■ Exercise directions ■
Of all the lines in the entries below, give again exactly those starting at the line containing "repository 545c1808ff01de87" and ending at the line containing "and provides factory", both ends included, and no others.

■ Collected data entries ■
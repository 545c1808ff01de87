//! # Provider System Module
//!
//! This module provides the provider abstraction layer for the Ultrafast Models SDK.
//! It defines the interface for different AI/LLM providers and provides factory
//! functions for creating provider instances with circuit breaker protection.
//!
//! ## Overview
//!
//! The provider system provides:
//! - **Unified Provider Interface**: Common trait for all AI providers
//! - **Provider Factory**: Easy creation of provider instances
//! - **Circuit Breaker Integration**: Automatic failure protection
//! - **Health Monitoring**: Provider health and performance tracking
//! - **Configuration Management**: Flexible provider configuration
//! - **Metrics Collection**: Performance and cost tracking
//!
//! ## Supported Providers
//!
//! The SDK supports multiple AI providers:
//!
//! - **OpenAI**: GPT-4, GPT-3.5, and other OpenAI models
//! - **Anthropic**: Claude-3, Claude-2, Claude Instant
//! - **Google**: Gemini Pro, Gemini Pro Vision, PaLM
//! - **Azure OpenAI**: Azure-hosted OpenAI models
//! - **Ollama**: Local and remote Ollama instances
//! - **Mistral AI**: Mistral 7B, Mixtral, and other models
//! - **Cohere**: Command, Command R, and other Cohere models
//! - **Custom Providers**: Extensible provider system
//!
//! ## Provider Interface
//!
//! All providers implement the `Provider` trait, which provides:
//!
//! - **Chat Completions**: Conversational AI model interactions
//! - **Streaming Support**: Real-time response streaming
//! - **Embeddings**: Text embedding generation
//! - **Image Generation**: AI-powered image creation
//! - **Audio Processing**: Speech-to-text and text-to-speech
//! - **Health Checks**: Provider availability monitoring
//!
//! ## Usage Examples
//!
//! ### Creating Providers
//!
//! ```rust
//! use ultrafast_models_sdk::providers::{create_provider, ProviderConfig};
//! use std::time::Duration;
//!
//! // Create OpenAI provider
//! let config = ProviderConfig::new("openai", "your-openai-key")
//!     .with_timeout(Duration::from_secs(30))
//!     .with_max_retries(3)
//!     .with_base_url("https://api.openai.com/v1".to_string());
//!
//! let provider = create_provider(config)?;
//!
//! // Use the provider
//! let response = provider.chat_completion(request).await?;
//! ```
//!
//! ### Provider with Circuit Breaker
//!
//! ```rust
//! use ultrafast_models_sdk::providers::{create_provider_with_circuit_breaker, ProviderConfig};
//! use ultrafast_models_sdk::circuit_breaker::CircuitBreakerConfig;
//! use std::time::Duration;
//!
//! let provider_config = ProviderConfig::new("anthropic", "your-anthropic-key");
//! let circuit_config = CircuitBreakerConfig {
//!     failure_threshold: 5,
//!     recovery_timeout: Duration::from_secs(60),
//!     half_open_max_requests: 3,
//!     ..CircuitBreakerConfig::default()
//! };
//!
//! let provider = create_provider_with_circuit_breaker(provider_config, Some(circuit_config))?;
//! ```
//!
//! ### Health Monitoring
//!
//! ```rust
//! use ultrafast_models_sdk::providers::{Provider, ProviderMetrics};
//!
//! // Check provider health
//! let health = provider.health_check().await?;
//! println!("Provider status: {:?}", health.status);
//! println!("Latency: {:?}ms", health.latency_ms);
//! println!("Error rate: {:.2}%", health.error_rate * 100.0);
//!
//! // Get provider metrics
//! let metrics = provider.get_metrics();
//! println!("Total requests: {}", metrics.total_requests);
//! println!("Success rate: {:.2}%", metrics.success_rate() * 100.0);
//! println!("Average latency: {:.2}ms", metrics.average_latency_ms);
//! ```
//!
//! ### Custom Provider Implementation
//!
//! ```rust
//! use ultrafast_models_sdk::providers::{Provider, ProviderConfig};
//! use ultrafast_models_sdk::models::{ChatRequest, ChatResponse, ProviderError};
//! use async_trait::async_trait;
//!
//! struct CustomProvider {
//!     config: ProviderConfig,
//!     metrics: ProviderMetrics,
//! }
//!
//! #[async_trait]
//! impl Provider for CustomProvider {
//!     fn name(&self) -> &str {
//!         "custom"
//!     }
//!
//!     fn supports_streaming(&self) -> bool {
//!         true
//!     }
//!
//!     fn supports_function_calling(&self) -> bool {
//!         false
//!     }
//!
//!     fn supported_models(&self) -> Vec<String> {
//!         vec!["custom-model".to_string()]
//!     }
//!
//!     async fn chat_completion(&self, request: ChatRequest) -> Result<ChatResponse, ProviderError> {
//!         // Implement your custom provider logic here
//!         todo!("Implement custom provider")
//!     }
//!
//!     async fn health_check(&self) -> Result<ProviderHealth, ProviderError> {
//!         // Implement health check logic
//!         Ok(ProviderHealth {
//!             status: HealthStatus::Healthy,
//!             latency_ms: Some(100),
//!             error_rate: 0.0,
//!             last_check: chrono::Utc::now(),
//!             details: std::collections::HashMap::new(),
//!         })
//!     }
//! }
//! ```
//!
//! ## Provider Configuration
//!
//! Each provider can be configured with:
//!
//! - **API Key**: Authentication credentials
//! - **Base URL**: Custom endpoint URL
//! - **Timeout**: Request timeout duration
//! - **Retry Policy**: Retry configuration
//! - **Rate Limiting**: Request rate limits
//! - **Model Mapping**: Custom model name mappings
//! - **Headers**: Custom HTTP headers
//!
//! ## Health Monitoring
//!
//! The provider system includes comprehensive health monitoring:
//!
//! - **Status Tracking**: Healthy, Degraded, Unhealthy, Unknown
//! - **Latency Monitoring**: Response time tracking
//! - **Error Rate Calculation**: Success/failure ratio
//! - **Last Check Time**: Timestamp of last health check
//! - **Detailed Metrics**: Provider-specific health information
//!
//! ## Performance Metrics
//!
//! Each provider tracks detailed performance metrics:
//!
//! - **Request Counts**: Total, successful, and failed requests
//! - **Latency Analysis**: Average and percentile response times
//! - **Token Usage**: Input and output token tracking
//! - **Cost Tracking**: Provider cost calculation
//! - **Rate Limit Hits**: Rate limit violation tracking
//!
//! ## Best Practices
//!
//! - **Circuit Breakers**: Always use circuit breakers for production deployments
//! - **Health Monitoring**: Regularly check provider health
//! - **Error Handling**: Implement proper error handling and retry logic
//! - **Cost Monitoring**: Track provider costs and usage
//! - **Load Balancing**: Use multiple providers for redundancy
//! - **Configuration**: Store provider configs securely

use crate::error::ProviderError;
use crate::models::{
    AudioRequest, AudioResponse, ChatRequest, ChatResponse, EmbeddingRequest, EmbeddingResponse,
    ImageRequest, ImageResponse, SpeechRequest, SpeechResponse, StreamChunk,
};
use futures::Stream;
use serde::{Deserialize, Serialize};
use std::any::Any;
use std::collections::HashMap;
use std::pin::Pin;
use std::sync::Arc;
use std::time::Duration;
---
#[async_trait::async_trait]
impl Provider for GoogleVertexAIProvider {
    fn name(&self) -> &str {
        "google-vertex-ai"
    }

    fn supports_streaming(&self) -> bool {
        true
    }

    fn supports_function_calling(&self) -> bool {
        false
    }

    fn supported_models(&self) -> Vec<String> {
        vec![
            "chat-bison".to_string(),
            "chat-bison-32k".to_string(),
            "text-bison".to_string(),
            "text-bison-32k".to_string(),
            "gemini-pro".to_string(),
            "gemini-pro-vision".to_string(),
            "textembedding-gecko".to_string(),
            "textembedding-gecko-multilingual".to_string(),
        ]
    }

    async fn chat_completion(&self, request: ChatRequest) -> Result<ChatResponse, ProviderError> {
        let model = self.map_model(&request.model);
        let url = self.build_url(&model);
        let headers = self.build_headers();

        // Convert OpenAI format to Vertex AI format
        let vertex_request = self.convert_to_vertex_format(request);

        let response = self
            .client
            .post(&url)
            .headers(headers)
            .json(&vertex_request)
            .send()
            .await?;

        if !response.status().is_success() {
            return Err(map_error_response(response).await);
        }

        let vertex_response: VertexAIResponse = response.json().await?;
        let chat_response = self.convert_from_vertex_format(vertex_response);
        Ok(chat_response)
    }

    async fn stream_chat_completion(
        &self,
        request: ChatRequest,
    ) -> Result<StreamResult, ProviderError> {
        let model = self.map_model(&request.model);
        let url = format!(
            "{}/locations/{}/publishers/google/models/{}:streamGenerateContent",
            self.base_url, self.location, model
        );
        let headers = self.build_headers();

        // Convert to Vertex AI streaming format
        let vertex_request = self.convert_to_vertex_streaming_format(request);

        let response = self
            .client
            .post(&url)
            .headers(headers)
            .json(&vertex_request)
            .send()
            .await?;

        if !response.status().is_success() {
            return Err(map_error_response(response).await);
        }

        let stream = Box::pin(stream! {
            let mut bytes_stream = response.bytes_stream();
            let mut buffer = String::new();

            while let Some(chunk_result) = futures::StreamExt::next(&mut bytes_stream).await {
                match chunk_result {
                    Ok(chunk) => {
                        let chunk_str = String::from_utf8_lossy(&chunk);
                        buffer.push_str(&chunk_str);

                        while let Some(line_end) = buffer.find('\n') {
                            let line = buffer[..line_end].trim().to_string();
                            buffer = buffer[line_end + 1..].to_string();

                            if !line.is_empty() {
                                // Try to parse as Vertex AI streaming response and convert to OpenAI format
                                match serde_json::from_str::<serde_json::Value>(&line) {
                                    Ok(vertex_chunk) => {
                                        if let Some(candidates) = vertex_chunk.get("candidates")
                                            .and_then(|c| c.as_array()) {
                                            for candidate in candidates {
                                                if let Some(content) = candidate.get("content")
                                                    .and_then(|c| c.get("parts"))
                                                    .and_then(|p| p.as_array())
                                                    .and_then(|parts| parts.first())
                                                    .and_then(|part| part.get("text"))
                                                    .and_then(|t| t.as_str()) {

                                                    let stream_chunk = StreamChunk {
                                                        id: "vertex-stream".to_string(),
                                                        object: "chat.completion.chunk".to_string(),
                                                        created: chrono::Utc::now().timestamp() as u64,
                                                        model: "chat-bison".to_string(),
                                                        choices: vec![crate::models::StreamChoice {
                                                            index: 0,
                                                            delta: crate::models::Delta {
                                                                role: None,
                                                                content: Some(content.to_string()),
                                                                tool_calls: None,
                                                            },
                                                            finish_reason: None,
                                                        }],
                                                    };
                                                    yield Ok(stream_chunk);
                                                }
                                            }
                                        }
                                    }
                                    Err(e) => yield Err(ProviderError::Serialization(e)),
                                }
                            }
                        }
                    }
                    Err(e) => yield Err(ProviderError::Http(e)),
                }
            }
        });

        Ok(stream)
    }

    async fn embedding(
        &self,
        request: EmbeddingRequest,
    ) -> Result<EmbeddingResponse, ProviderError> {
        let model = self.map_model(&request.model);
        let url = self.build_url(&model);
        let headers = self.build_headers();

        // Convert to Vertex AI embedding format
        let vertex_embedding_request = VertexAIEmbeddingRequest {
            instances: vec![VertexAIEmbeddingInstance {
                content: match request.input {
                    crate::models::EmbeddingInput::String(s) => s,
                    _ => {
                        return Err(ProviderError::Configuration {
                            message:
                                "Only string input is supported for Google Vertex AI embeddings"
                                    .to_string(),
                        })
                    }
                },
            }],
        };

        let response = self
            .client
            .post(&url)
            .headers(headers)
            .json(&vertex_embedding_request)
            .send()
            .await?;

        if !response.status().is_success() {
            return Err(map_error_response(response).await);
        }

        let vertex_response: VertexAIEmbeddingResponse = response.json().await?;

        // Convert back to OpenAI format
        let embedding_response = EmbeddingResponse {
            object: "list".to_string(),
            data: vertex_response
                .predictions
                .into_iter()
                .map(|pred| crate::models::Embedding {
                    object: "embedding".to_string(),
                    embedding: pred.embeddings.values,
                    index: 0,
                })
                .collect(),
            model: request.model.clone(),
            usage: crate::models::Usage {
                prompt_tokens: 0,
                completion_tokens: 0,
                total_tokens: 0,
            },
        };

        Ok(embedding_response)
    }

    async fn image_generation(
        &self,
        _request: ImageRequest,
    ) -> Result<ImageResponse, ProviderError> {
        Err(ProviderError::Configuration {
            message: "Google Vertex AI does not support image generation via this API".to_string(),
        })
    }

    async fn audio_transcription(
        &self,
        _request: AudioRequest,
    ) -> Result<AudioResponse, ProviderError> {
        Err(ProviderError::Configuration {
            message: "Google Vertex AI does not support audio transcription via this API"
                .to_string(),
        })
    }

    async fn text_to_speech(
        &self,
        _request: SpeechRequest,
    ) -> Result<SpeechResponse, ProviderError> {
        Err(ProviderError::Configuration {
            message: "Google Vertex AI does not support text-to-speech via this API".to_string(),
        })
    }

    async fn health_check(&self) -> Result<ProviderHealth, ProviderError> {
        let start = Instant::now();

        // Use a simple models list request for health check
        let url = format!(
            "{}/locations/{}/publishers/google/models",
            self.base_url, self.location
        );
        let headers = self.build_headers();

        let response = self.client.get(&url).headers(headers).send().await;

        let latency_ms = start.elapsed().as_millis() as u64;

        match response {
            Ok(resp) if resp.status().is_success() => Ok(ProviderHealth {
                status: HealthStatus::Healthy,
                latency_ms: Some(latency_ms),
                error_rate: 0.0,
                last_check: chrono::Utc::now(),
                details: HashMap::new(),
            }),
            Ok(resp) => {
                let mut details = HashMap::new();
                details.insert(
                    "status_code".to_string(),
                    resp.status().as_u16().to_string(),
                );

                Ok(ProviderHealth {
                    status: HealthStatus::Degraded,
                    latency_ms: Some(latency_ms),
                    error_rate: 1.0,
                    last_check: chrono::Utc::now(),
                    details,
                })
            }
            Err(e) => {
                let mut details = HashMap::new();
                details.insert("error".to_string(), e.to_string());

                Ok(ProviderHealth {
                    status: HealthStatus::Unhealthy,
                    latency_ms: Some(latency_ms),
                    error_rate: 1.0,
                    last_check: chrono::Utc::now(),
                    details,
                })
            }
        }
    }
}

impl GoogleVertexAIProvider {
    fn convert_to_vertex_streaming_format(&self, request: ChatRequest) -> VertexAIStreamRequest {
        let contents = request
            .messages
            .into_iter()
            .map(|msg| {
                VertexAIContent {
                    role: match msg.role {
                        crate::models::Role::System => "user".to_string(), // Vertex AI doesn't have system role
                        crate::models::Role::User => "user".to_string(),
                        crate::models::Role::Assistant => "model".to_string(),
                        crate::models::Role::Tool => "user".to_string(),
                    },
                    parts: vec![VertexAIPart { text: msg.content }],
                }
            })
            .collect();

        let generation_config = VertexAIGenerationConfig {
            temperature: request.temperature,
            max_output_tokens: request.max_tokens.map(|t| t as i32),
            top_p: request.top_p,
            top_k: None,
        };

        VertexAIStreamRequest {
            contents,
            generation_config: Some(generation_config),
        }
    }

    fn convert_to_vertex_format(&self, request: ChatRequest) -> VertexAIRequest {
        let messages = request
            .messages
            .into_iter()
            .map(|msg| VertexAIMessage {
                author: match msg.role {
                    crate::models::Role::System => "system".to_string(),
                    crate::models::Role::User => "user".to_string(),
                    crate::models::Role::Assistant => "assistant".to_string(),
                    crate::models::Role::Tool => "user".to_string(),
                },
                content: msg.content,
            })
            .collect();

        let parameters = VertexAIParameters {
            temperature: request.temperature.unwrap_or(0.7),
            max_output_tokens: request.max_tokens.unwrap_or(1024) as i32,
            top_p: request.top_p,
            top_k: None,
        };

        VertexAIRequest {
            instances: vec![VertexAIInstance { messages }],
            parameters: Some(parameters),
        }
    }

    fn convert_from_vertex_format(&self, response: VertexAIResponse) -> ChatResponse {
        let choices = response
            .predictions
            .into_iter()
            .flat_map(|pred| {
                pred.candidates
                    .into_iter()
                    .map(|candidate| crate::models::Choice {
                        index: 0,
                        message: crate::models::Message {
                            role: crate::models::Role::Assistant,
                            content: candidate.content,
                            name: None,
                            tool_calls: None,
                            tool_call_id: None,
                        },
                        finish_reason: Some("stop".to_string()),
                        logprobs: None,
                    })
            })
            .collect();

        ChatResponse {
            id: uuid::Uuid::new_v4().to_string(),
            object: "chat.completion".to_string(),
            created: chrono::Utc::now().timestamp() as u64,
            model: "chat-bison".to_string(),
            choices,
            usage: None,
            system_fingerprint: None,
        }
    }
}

■ Solution below ■
repository 545c1808ff01de87
//! # Provider System Module
//!
//! This module provides the provider abstraction layer for the Ultrafast Models SDK.
//! It defines the interface for different AI/LLM providers and provides factory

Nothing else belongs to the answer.